Maneschy ressaltou que é preciso questionar a posição do Tribunal Superior Eleitoral em não permitir auditoria do resultado das eleições:
— A Justiça eleitoral não permite que nós cidadãos passemos a ter controle sobre esse processo. O Jesus filosoficamente matou essa questão: o que antes era feito sob o controle das armas, hoje é fundamentalmente realizado pela urna eletrônica e pelos institutos de pesquisa que vendem os dados. A mídia prepara a cabeça das pessoas e a urna eletrônica fabrica o resultado.

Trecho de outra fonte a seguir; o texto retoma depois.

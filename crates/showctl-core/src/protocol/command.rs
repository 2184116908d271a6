// ── Outbound commands ──
//
// One closed enum per collection. The envelope carries the response
// filter that tells the server who should hear about the result.

use serde::{Deserialize, Serialize};
use strum::Display;

use crate::model::{
    ClockId, FixtureId, GlobalAddress, KnobAddress, KnobValue, PatchRequest, WiggleId,
    WiggleOutput,
};

/// Which clients receive the broadcast a command produces.
#[derive(Debug, Clone, Copy, PartialEq, Eq, Hash, Serialize, Deserialize, Display)]
pub enum ResponseFilter {
    /// Every connected client, the sender included.
    All,
    /// Everyone except the sender, which already applied the change.
    AllButSelf,
    /// Only the sender.
    Exclusive,
}

/// A command wrapped for the wire.
#[derive(Debug, Clone, PartialEq, Serialize, Deserialize)]
pub struct ServerCommand {
    pub filter: ResponseFilter,
    pub command: Command,
}

impl From<Command> for ServerCommand {
    fn from(command: Command) -> Self {
        Self {
            filter: command.response_filter(),
            command,
        }
    }
}

#[derive(Debug, Clone, PartialEq, Serialize, Deserialize)]
pub enum Command {
    Clock(ClockCommand),
    Wiggle(WiggleCommand),
    Knob(KnobCommand),
    Patch(PatchCommand),
    Show(ShowCommand),
}

impl Command {
    /// How the server should fan out the result of this command.
    ///
    /// Knob sets are applied locally before sending, so the sender is
    /// excluded from the echo. Pure queries only concern the sender.
    pub fn response_filter(&self) -> ResponseFilter {
        match self {
            Self::Knob(KnobCommand::Set(..)) => ResponseFilter::AllButSelf,
            Self::Clock(ClockCommand::Classes | ClockCommand::State)
            | Self::Wiggle(WiggleCommand::Kinds | WiggleCommand::State)
            | Self::Knob(KnobCommand::State)
            | Self::Patch(
                PatchCommand::GetKinds | PatchCommand::PatchState | PatchCommand::AvailablePorts,
            )
            | Self::Show(
                ShowCommand::ShowName | ShowCommand::AvailableSaves | ShowCommand::SavedShows,
            ) => ResponseFilter::Exclusive,
            _ => ResponseFilter::All,
        }
    }

    /// Short human-readable name used in logs.
    pub fn describe(&self) -> String {
        match self {
            Self::Clock(c) => format!("clock {c}"),
            Self::Wiggle(c) => format!("wiggle {c}"),
            Self::Knob(c) => format!("knob {c}"),
            Self::Patch(c) => format!("patch {c}"),
            Self::Show(c) => format!("show {c}"),
        }
    }
}

#[derive(Debug, Clone, PartialEq, Eq, Serialize, Deserialize, Display)]
pub enum ClockCommand {
    /// Create a clock of the named class.
    Create(String),
    Remove(ClockId),
    Rename(ClockId, String),
    SetInput(ClockId, usize, Option<ClockId>),
    PushInput(ClockId),
    PopInput(ClockId),
    Classes,
    State,
}

#[derive(Debug, Clone, PartialEq, Eq, Serialize, Deserialize, Display)]
pub enum WiggleCommand {
    /// Create a wiggle of the named kind.
    Create(String),
    Remove(WiggleId),
    Rename(WiggleId, String),
    SetInput(WiggleId, usize, Option<WiggleOutput>),
    PushInput(WiggleId),
    PopInput(WiggleId),
    PushOutput(WiggleId),
    PopOutput(WiggleId),
    SetClock(WiggleId, Option<ClockId>),
    Kinds,
    State,
}

#[derive(Debug, Clone, PartialEq, Serialize, Deserialize, Display)]
pub enum KnobCommand {
    Set(KnobAddress, KnobValue),
    State,
}

#[derive(Debug, Clone, PartialEq, Eq, Serialize, Deserialize, Display)]
pub enum PatchCommand {
    GetKinds,
    NewPatches(Vec<PatchRequest>),
    Remove(FixtureId),
    Rename(FixtureId, String),
    /// Move a fixture, or unpatch it with `None`.
    Repatch(FixtureId, Option<GlobalAddress>),
    PatchState,
    AddUniverse,
    RemoveUniverse(u32),
    /// Bind a universe to a named output port, or detach it.
    AttachPort(u32, Option<String>),
    AvailablePorts,
}

#[derive(Debug, Clone, PartialEq, Eq, Serialize, Deserialize, Display)]
pub enum ShowCommand {
    ShowName,
    Save,
    SaveAs(String),
    Load(String),
    NewShow,
    AvailableSaves,
    SavedShows,
    Quit,
}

O jornalista chamou a atenção para os riscos de fraude eleitoral que podem ocorrer nas 450 mil seções eleitorais distribuídas em todo o País:
— A fraude pode se dar na mesa, no atacado, se alguém mexer no programa da urna eletrônica. E dependendo do nível de atuação da pessoa que está interessada em fraudar o resultado, a fraude pode ser nacional para presidente da República, ou pode ocorrer na votação no varejo.
 
De acordo com Maneschy, o sistema do voto eletrônico foi forjado em 1986, quando foi feito o recadastramento eleitoral: — O recadastramento nacional de eleitores realizado em 1986 permitiu que dez anos depois fosse introduzido no Brasil o voto eletrônico. Eu que participei junto à Justiça eleitoral no Rio de Janeiro desse processo não tinha a menor ideia que estava colaborando para criar esse monstro.
 
Maneschy destacou que foi o governo norte-americano que patrocinou o uso das urnas eletrônicas no Brasil e no Paraguai, sendo que o partido do ex-presidente Lugo questionou a Justiça paraguaia sobre a eficácia do equipamento brasileiro, exatamente por causa de uma série de defeitos que ele apresenta.
 

Galinha dos ovos de ouro
 
Maneschy  comparou a urna eletrônica usada no Brasil à galinha dos ovos de ouro, cujo uso fraudulento pode permitir perfeitamente uma eleição para vereador, deputado estadual e federal, e até senador. Segundo o jornalista, atualmente no Brasil se ganha uma eleição no HD de um computador:
— Eu tenho absoluta convicção do que eu estou afirmando. Nós vamos ter uma eleição daqui a 15 dias e se não houver fiscalização na seção eleitoral o presidente de mesa, com a ajuda de mesários desonestos, pode votar pelo eleitor, uma vez que tem em mãos os chamamos documentos da urna, que são as listas com o número do título de cada eleitor.
 
Segundo Maneschy isso aconteceu na eleição de Roseana Sarney para o Governo do estado do Maranhão:
— Comprovamos no Maranhão que uma grande quantidade de votos para a Roseana Sarney foi computada depois do horário de fechamento da seção eleitoral. Mais de 200 votos foram dados pelo presidente da mesa. Ele pode votar pelo eleitor porque tinha o número do título eleitoral do cidadão, afirmou.
 
Apesar desses problemas, Maneschy disse que não acha que o voto eletrônico seja um equívoco. Mas comentou que no Brasil ele foi criado com o propósito de controlar a sociedade brasileira:
— O Brizola comparava a urna eletrônica à argola que se coloca no focinho do touro para levar o animal para onde a gente quiser. Na opinião do Brizola, o Brasil era o touro e a urna eletrônica a argola que se coloca no focinho do animal para ele votar, declarou Maneschy provocando risos na plateia.
 
Maneschy disse que o povo brasileiro está sendo usurpado do seu direito de conduzir o processo eleitoral:

— O voto eletrônico é uma coisa moderna, que chegou para que pudéssemos superar muitas coisas erradas do passado, e uma delas era exatamente a velocidade da apuração dos votos. Agora, é fundamental que permaneça a possibilidade de fiscalização. Atualmente, no mundo inteiro se usa urnas eletrônicas, mas não com sistemas atrasados e programas superados como os que são utilizados aqui no Brasil. Igual aos nossos somente na Índia, que também já está mudando de sistema, finalizou o jornalista.